Microorganisms’ ability to use energy efficiently in various environmental conditions has consequences for the global climate and carbon cycle.

Chilean scientist plans to clean up mining with 'metal eating' bacteria
Chilean biotechnologist Nadac Reales shows a nail and screw inside a jar with metal-eater bacteria in her laboratory at a mining site in Antofagasta - Copyright AFP -
Chilean biotechnologist Nadac Reales shows a nail and screw inside a jar with metal-eater bacteria in her laboratory at a mining site in Antofagasta - Copyright AFP -

Scientists have uncovered a new formula provides key to predicting microbial growth. The discover may have implications for assessing climate change, as well as advancing microbiology more generally. The formula has been derived by combining thermodynamics, life sciences to predict microorganism growth.

Microbial cell process that generate mass, energy, information transfer and cell-fate specification are seamlessly integrated through a complex network of cellular constituents and reactions. This has been unpicked through complex modelling.

Central to the research is an understanding of how mass and energy conversion are tightly coupled by scaling laws relating the thermodynamic efficiency to the electron donor uptake rate. This process also affects the microbial growth yield.

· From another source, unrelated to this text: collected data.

#[cfg(test)]
mod tests {
    use super::*;
    use std::time::Duration;

    #[test]
    fn test_error_creation() {
        let config_error = AppError::config("Invalid configuration");
        assert_eq!(config_error.category(), "CONFIG");
        assert!(!config_error.is_recoverable());
        assert_eq!(config_error.exit_code(), 1);

        let network_error = AppError::network("Connection refused");
        assert_eq!(network_error.category(), "NETWORK");
        assert!(network_error.is_recoverable());
        assert_eq!(network_error.exit_code(), 2);
    }

    #[test]
    fn test_error_display_and_reason() {
        let error = AppError::timeout("operation timed out");
        assert_eq!(error.to_string(), "Timeout error: operation timed out");
        assert_eq!(error.reason(), "operation timed out");
    }

    #[test]
    fn test_error_categories() {
        let errors = [
            AppError::config("config"),
            AppError::validation("validation"),
            AppError::request_build("request"),
            AppError::network("network"),
            AppError::timeout("timeout"),
            AppError::http_request("http"),
            AppError::response_body("body"),
            AppError::io("io"),
            AppError::parse("parse"),
            AppError::statistics("stats"),
            AppError::internal("internal"),
        ];

        let expected_categories = [
            "CONFIG", "VALIDATION", "REQUEST", "NETWORK", "TIMEOUT",
            "HTTP", "BODY", "IO", "PARSE", "STATS", "INTERNAL",
        ];

        for (error, expected) in errors.iter().zip(expected_categories.iter()) {
            assert_eq!(error.category(), *expected);
        }
    }

    #[test]
    fn test_attempt_errors() {
        assert!(AppError::request_build("bad method").is_attempt_error());
        assert!(AppError::network("refused").is_attempt_error());
        assert!(AppError::timeout("slow").is_attempt_error());
        assert!(AppError::response_body("eof").is_attempt_error());

        assert!(!AppError::config("x").is_attempt_error());
        assert!(!AppError::statistics("x").is_attempt_error());
        // construction errors repeat identically on every attempt
        assert!(!AppError::request_build("bad method").is_recoverable());
    }

    #[test]
    fn test_exit_codes() {
        assert_eq!(AppError::config("test").exit_code(), 1);
        assert_eq!(AppError::network("test").exit_code(), 2);
        assert_eq!(AppError::timeout("test").exit_code(), 3);
        assert_eq!(AppError::io("test").exit_code(), 5);
        assert_eq!(AppError::statistics("test").exit_code(), 6);
        assert_eq!(AppError::internal("test").exit_code(), 99);
    }

    #[test]
    fn test_user_friendly_messages() {
        let error = AppError::config("count must be greater than 0");
        let message = error.user_friendly_message();
        assert!(message.contains("Configuration problem"));
        assert!(message.contains("Suggestion:"));
        assert!(message.contains("count must be greater than 0"));
    }

    #[test]
    fn test_error_chain_joins_sources() {
        #[derive(Debug, Error)]
        #[error("outer")]
        struct Outer(#[source] std::io::Error);

        let error = Outer(std::io::Error::new(std::io::ErrorKind::ConnectionRefused, "connection refused"));
        assert_eq!(error_chain(&error), "outer: connection refused");
    }

    #[test]
    fn test_error_chain_skips_repeated_message() {
        #[derive(Debug, Error)]
        #[error("dial failed: connection refused")]
        struct Outer(#[source] std::io::Error);

        let error = Outer(std::io::Error::new(std::io::ErrorKind::ConnectionRefused, "connection refused"));
        assert_eq!(error_chain(&error), "dial failed: connection refused");
    }

    #[test]
    fn test_error_conversions() {
        let io_error = std::io::Error::new(std::io::ErrorKind::NotFound, "File not found");
        let app_error: AppError = io_error.into();
        assert_eq!(app_error.category(), "IO");

        let parse_error = "not_a_number".parse::<u32>().unwrap_err();
        let app_error: AppError = parse_error.into();
        assert_eq!(app_error.category(), "PARSE");

        let float_error = "fast".parse::<f64>().unwrap_err();
        let app_error: AppError = float_error.into();
        assert!(app_error.to_string().contains("Float parse error"));
    }

    #[test]
    fn test_url_parse_error_conversion() {
        let url_error = url::Url::parse("not-a-valid-url").unwrap_err();
        let app_error: AppError = url_error.into();
        assert_eq!(app_error.category(), "PARSE");
        assert!(app_error.to_string().contains("URL parse error"));
    }

    #[test]
    fn test_dotenv_error_conversion() {
        let dotenv_error = dotenv::Error::LineParse(".env".to_string(), 1);
        let app_error: AppError = dotenv_error.into();
        assert_eq!(app_error.category(), "CONFIG");
        assert!(app_error.to_string().contains("Environment file error"));
    }

    #[test]
    fn test_bool_parse_error_conversion() {
        let bool_error = "not-a-bool".parse::<bool>().unwrap_err();
        let app_error: AppError = bool_error.into();
        assert_eq!(app_error.category(), "PARSE");
        assert!(app_error.to_string().contains("Boolean parse error"));
    }

    #[test]
    fn test_transport_error_conversion() {
        let timeout: AppError = TransportError::Timeout(Duration::from_millis(500)).into();
        assert_eq!(timeout.category(), "TIMEOUT");
        assert!(timeout.to_string().contains("500ms"));

        let redirects: AppError = TransportError::TooManyRedirects(10).into();
        assert_eq!(redirects.category(), "HTTP");

        let redirect: AppError = TransportError::Redirect("unsupported scheme".to_string()).into();
        assert_eq!(redirect.category(), "HTTP");
    }

    #[test]
    fn test_timeout_found_in_source_chain() {
        #[derive(Debug, thiserror::Error)]
        #[error("connect failed")]
        struct Wrapper(#[source] std::io::Error);

        let timed_out = Wrapper(std::io::Error::new(std::io::ErrorKind::TimedOut, "dial timed out"));
        assert!(caused_by_timeout(&timed_out));

        let refused = Wrapper(std::io::Error::new(std::io::ErrorKind::ConnectionRefused, "refused"));
        assert!(!caused_by_timeout(&refused));
    }

    #[test]
    fn test_console_formatting() {
        let error = AppError::config("Test error");
        let formatted_no_color = error.format_for_console(false);
        let formatted_color = error.format_for_console(true);

        assert_eq!(formatted_no_color, "[CONFIG] Configuration error: Test error");
        assert!(formatted_color.contains("CONFIG"));
        assert!(formatted_color.contains("Test error"));
    }

    #[test]
    fn test_error_reporter_default() {
        let reporter = ErrorReporter::default();
        assert!(reporter.use_color);
        assert!(!reporter.verbose);

        // Just test that it doesn't panic
        ErrorReporter::new(false, true).report_error(&AppError::validation("count"));
    }
}
use std::process::Command;

fn main() {
    set_build_info();

    println!("cargo:rerun-if-changed=build.rs");
    println!("cargo:rerun-if-changed=Cargo.toml");
}

fn set_build_info() {
    let build_time = chrono::Utc::now().format("%Y-%m-%d %H:%M:%S UTC");
    println!("cargo:rustc-env=BUILD_TIME={}", build_time);

    // Git commit hash if available
    if let Ok(output) = Command::new("git")
        .args(["rev-parse", "--short", "HEAD"])
        .output()
    {
        if output.status.success() {
            let commit = String::from_utf8_lossy(&output.stdout).trim().to_string();
            println!("cargo:rustc-env=GIT_COMMIT={}", commit);
        }
    }
}
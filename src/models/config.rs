//! Configuration data model and validation

use crate::client::TransportOptions;
use crate::types::{AggregationMode, AppError, Result};
use serde::{Deserialize, Serialize};
use std::time::Duration;

/// Main application configuration
#[derive(Debug, Clone, Serialize, Deserialize)]
pub struct Config {
    /// Destination URL to probe
    #[serde(default)]
    pub destination: String,

    /// HTTP method used for every attempt
    #[serde(default = "default_method")]
    pub method: String,

    /// Number of attempts, also the sizing basis of the time budget
    #[serde(default = "default_count")]
    pub count: u32,

    /// Pacing delay between attempts, in seconds
    #[serde(default = "default_interval_seconds")]
    pub interval_seconds: f64,

    /// Per-attempt timeout, in seconds
    #[serde(default = "default_timeout_secs")]
    pub timeout_seconds: u64,

    /// Follow redirects instead of reporting the first 3xx response
    #[serde(default = "default_true")]
    pub follow_redirects: bool,

    /// Validate TLS certificates
    #[serde(default = "default_true")]
    pub verify_tls: bool,

    /// Aggregate rtt min/avg/max over the zero-filled per-attempt table
    #[serde(default)]
    pub zero_fill_stats: bool,

    /// Print the final summary as JSON
    #[serde(default)]
    pub json_output: bool,

    /// Enable colored terminal output
    #[serde(default = "default_enable_color")]
    pub enable_color: bool,

    /// Enable verbose output
    #[serde(default)]
    pub verbose: bool,

    /// Enable debug output
    #[serde(default)]
    pub debug: bool,
}

impl Default for Config {
    fn default() -> Self {
        Self {
            destination: String::new(),
            method: default_method(),
            count: default_count(),
            interval_seconds: default_interval_seconds(),
            timeout_seconds: default_timeout_secs(),
            follow_redirects: true,
            verify_tls: true,
            zero_fill_stats: false,
            json_output: false,
            enable_color: default_enable_color(),
            verbose: false,
            debug: false,
        }
    }
}

impl Config {
    /// Create a new configuration with default values
    pub fn new() -> Self {
        Self::default()
    }

    /// Get timeout as Duration
    pub fn timeout(&self) -> Duration {
        Duration::from_secs(self.timeout_seconds)
    }

    /// Pacing interval, truncated to whole milliseconds
    pub fn interval(&self) -> Duration {
        interval_from_seconds(self.interval_seconds)
    }

    pub fn aggregation_mode(&self) -> AggregationMode {
        AggregationMode::from_zero_fill(self.zero_fill_stats)
    }

    /// Validate the configuration and return any errors
    pub fn validate(&self) -> Result<()> {
        if self.destination.trim().is_empty() {
            return Err(AppError::config("Destination URL is required (use -d or HTTPING_DESTINATION)"));
        }

        match url::Url::parse(&self.destination) {
            Ok(parsed) => {
                if parsed.scheme() != "http" && parsed.scheme() != "https" {
                    return Err(AppError::config(format!(
                        "Destination must use http or https, got '{}'", parsed.scheme()
                    )));
                }
                if parsed.host_str().map_or(true, str::is_empty) {
                    return Err(AppError::config(format!("Destination '{}' has no host", self.destination)));
                }
            }
            Err(e) => {
                return Err(AppError::config(format!("Invalid destination URL '{}': {}", self.destination, e)));
            }
        }

        if self.count == 0 {
            return Err(AppError::config("Count must be greater than 0"));
        }

        if self.count > crate::defaults::MAX_COUNT {
            return Err(AppError::config(format!(
                "Count cannot exceed {}",
                crate::defaults::MAX_COUNT
            )));
        }

        if !self.interval_seconds.is_finite() || self.interval_seconds < 0.0 {
            return Err(AppError::config(format!(
                "Interval must be a non-negative number of seconds, got {}", self.interval_seconds
            )));
        }

        if self.timeout_seconds == 0 {
            return Err(AppError::config("Timeout must be greater than 0"));
        }

        if self.timeout_seconds > 300 {
            return Err(AppError::config("Timeout cannot exceed 300 seconds"));
        }

        Ok(())
    }

    /// Merge environment variables into this configuration
    pub fn merge_from_env(&mut self) -> Result<()> {
        if let Ok(destination) = std::env::var("HTTPING_DESTINATION") {
            let destination = destination.trim();
            if !destination.is_empty() {
                self.destination = destination.to_string();
            }
        }

        if let Ok(method) = std::env::var("HTTPING_METHOD") {
            let method = method.trim();
            if !method.is_empty() {
                self.method = method.to_string();
            }
        }

        if let Ok(count) = std::env::var("HTTPING_COUNT") {
            self.count = count.trim().parse()
                .map_err(|e| AppError::config(format!("Invalid HTTPING_COUNT value '{}': {}", count, e)))?;
        }

        if let Ok(interval) = std::env::var("HTTPING_INTERVAL") {
            self.interval_seconds = interval.trim().parse()
                .map_err(|e| AppError::config(format!("Invalid HTTPING_INTERVAL value '{}': {}", interval, e)))?;
        }

        if let Ok(timeout) = std::env::var("HTTPING_TIMEOUT") {
            self.timeout_seconds = timeout.trim().parse()
                .map_err(|e| AppError::config(format!("Invalid HTTPING_TIMEOUT value '{}': {}", timeout, e)))?;
        }

        if let Ok(disable_redirect) = std::env::var("HTTPING_DISABLE_REDIRECT") {
            let disabled: bool = disable_redirect.trim().parse()
                .map_err(|e| AppError::config(format!("Invalid HTTPING_DISABLE_REDIRECT value '{}': {}", disable_redirect, e)))?;
            self.follow_redirects = !disabled;
        }

        if let Ok(insecure) = std::env::var("HTTPING_INSECURE") {
            let insecure: bool = insecure.trim().parse()
                .map_err(|e| AppError::config(format!("Invalid HTTPING_INSECURE value '{}': {}", insecure, e)))?;
            self.verify_tls = !insecure;
        }

        if let Ok(enable_color) = std::env::var("ENABLE_COLOR") {
            self.enable_color = enable_color.trim().parse()
                .map_err(|e| AppError::config(format!("Invalid ENABLE_COLOR value '{}': {}", enable_color, e)))?;
        }

        Ok(())
    }
}

/// Everything the probe loop needs for one run
#[derive(Debug, Clone, PartialEq)]
pub struct ProbeConfig {
    pub destination: String,
    pub method: String,
    pub count: u32,
    pub interval: Duration,
    pub transport: TransportOptions,
}

impl ProbeConfig {
    pub fn new(destination: impl Into<String>, method: impl Into<String>, count: u32) -> Self {
        Self {
            destination: destination.into(),
            method: method.into(),
            count,
            interval: interval_from_seconds(default_interval_seconds()),
            transport: TransportOptions::default(),
        }
    }

    pub fn with_interval(mut self, interval: Duration) -> Self {
        self.interval = interval;
        self
    }

    pub fn with_transport(mut self, transport: TransportOptions) -> Self {
        self.transport = transport;
        self
    }

    /// Wall-clock ceiling for the run: `count × interval`.
    ///
    /// `None` when the interval is zero, in which case only the attempt count
    /// bounds the loop.
    pub fn time_budget(&self) -> Option<Duration> {
        self.interval
            .checked_mul(self.count)
            .filter(|budget| !budget.is_zero())
    }
}

impl From<&Config> for ProbeConfig {
    fn from(config: &Config) -> Self {
        let transport = TransportOptions::default()
            .with_redirects(config.follow_redirects)
            .with_tls_verification(config.verify_tls)
            .with_timeout(config.timeout());

        Self {
            destination: config.destination.clone(),
            method: config.method.clone(),
            count: config.count,
            interval: config.interval(),
            transport,
        }
    }
}

/// Seconds to a Duration, truncated to whole milliseconds
pub fn interval_from_seconds(seconds: f64) -> Duration {
    if !seconds.is_finite() || seconds <= 0.0 {
        return Duration::ZERO;
    }
    Duration::from_millis((seconds * 1000.0) as u64)
}

// Default value functions for serde
fn default_method() -> String {
    crate::defaults::DEFAULT_METHOD.to_string()
}

fn default_count() -> u32 {
    crate::defaults::DEFAULT_COUNT
}

fn default_interval_seconds() -> f64 {
    crate::defaults::DEFAULT_INTERVAL_SECONDS
}

fn default_timeout_secs() -> u64 {
    crate::defaults::DEFAULT_TIMEOUT.as_secs()
}

fn default_enable_color() -> bool {
    crate::defaults::DEFAULT_ENABLE_COLOR
}

fn default_true() -> bool {
    true
}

What has startled the researchers is how the results appear to be universal, in that they apply across microbial species and metabolic pathways and pave the way for a general thermodynamic theory of microbiological systems.

By microbial thermodynamics, this refers to a linear relationship that exists between microbial growth yield and the free energy of aerobic and anaerobic (respiratory and/or fermentative) metabolism. This includes the metabolism of compounds such as glucose, ethanol, acetate, lactate and others.

Just as with the combustion engine, microorganisms lose efficiency when they operate faster (that this their metabolic rates increases). This is significant since the ability of microorganisms to use energy efficiently in various environmental conditions has consequences for the global climate and carbon cycle. The outcome may also be of importance for biotechnological applications that could address global warming.

This stems from understanding of how microbes grow under changing environmental conditions. This answer could be central to predicting not only the impact of changes in climate and land use on soils and ecosystems, but further as to how soils, through carbon sequestration, may help mitigate global warming.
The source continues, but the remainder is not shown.